#### THE TASK:
Whenever a line below holds the word "rule", copy that line.

#### DATA SHOWN:
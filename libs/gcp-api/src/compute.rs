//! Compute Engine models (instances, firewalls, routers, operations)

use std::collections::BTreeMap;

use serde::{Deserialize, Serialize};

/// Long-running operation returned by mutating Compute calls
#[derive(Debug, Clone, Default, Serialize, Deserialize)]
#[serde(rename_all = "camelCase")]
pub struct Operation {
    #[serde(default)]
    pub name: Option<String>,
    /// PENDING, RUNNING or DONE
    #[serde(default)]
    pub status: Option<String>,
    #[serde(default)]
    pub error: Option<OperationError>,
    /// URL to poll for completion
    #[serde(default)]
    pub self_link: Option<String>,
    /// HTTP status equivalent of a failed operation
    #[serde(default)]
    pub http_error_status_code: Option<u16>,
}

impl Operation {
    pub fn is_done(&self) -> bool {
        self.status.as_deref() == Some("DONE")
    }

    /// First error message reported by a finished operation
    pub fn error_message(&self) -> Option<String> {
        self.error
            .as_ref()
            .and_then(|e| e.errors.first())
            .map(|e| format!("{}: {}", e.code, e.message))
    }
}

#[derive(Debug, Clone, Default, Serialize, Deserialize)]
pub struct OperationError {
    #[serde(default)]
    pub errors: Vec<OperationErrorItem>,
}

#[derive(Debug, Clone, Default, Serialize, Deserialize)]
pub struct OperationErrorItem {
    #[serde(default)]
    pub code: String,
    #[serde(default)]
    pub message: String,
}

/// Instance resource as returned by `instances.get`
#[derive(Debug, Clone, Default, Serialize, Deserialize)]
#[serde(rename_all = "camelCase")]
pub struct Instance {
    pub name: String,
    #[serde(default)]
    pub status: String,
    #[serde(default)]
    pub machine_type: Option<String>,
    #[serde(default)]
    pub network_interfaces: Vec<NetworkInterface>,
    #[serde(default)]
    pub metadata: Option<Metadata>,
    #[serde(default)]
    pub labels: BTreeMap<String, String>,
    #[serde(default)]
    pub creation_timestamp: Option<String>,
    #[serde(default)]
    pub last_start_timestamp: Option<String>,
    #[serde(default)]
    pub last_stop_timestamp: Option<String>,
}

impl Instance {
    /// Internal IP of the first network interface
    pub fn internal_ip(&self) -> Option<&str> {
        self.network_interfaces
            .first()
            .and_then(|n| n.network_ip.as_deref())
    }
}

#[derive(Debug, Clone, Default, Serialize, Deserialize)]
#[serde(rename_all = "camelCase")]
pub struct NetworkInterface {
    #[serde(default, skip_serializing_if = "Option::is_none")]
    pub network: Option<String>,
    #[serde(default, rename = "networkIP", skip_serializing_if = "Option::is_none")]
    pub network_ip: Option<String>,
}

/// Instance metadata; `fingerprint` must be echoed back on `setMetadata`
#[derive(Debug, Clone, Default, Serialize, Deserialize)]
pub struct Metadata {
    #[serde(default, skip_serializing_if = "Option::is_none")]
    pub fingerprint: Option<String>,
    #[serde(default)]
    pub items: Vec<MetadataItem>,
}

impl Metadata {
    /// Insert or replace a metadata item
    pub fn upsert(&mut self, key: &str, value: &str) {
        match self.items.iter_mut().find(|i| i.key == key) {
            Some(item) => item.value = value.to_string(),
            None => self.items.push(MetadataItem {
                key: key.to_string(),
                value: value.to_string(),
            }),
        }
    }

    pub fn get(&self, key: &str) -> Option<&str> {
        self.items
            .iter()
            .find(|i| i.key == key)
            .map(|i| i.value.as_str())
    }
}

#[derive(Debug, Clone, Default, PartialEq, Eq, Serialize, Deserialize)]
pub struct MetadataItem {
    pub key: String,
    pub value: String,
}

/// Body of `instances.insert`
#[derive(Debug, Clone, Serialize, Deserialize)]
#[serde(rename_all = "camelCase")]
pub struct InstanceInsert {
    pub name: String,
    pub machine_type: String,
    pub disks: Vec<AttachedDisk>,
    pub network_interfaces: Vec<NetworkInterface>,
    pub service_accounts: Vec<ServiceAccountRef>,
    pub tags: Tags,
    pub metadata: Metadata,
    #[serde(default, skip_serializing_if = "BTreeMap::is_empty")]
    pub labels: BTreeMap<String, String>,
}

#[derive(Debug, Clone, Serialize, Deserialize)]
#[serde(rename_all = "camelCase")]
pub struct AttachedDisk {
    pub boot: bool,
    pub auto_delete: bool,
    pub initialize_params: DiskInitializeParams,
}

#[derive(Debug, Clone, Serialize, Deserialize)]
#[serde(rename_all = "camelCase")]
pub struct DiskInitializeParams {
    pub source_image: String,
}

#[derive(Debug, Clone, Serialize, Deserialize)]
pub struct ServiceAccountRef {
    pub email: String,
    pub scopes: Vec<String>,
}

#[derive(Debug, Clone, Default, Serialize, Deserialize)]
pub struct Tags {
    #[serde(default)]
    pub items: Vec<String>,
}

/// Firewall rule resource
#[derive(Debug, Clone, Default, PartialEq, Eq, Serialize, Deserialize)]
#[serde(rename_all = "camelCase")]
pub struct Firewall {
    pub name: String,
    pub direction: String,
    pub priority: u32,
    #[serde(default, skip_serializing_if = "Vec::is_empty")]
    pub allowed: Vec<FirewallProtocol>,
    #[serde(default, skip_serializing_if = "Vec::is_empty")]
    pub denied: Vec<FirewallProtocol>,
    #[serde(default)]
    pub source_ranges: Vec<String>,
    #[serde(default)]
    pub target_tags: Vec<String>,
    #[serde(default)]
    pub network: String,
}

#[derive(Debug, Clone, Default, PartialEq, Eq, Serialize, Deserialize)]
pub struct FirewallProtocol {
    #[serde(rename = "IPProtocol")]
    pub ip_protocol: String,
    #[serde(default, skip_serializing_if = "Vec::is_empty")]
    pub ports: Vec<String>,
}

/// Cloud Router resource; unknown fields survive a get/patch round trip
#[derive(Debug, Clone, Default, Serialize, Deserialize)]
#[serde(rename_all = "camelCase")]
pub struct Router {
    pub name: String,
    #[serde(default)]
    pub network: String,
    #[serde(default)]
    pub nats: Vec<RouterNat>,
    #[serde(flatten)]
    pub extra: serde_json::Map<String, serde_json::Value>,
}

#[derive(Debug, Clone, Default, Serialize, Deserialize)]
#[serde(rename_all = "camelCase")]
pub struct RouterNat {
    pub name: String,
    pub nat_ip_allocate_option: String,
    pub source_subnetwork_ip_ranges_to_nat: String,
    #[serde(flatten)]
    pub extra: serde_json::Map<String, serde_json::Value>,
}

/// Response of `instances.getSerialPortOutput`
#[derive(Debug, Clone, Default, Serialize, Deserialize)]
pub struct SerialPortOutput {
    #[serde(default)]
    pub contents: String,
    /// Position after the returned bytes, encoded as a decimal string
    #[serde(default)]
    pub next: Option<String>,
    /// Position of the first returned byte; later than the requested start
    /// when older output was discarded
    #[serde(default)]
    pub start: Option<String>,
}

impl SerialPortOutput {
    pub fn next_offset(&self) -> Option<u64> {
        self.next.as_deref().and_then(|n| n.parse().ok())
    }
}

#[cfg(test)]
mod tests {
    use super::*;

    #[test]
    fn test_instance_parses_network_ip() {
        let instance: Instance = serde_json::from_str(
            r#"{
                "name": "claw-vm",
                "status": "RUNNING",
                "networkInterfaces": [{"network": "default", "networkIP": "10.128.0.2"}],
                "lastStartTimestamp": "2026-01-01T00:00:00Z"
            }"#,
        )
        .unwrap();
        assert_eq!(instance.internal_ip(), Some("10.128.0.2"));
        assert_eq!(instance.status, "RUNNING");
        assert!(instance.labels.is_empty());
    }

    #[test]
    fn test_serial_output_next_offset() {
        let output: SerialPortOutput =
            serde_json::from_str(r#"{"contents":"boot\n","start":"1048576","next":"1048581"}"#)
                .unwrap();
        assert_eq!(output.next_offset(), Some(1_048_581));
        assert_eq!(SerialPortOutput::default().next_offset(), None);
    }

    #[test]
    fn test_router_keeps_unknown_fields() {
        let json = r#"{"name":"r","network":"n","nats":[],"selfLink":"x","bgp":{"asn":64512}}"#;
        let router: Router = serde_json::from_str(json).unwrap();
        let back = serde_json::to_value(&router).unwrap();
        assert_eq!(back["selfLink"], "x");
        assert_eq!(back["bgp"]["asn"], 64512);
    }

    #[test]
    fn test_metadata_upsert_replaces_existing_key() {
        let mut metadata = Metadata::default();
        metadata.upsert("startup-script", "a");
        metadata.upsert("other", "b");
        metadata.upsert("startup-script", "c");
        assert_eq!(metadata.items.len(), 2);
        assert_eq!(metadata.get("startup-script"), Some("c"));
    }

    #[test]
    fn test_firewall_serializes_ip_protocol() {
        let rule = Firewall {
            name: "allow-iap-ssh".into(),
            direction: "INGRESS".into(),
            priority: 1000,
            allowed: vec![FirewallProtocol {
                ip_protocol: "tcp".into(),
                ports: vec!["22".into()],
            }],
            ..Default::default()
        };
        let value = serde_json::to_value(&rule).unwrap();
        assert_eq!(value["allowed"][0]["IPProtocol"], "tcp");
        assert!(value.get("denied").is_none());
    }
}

#### TASK RESPONSE:
/// Firewall rule resource
        let rule = Firewall {
        let value = serde_json::to_value(&rule).unwrap();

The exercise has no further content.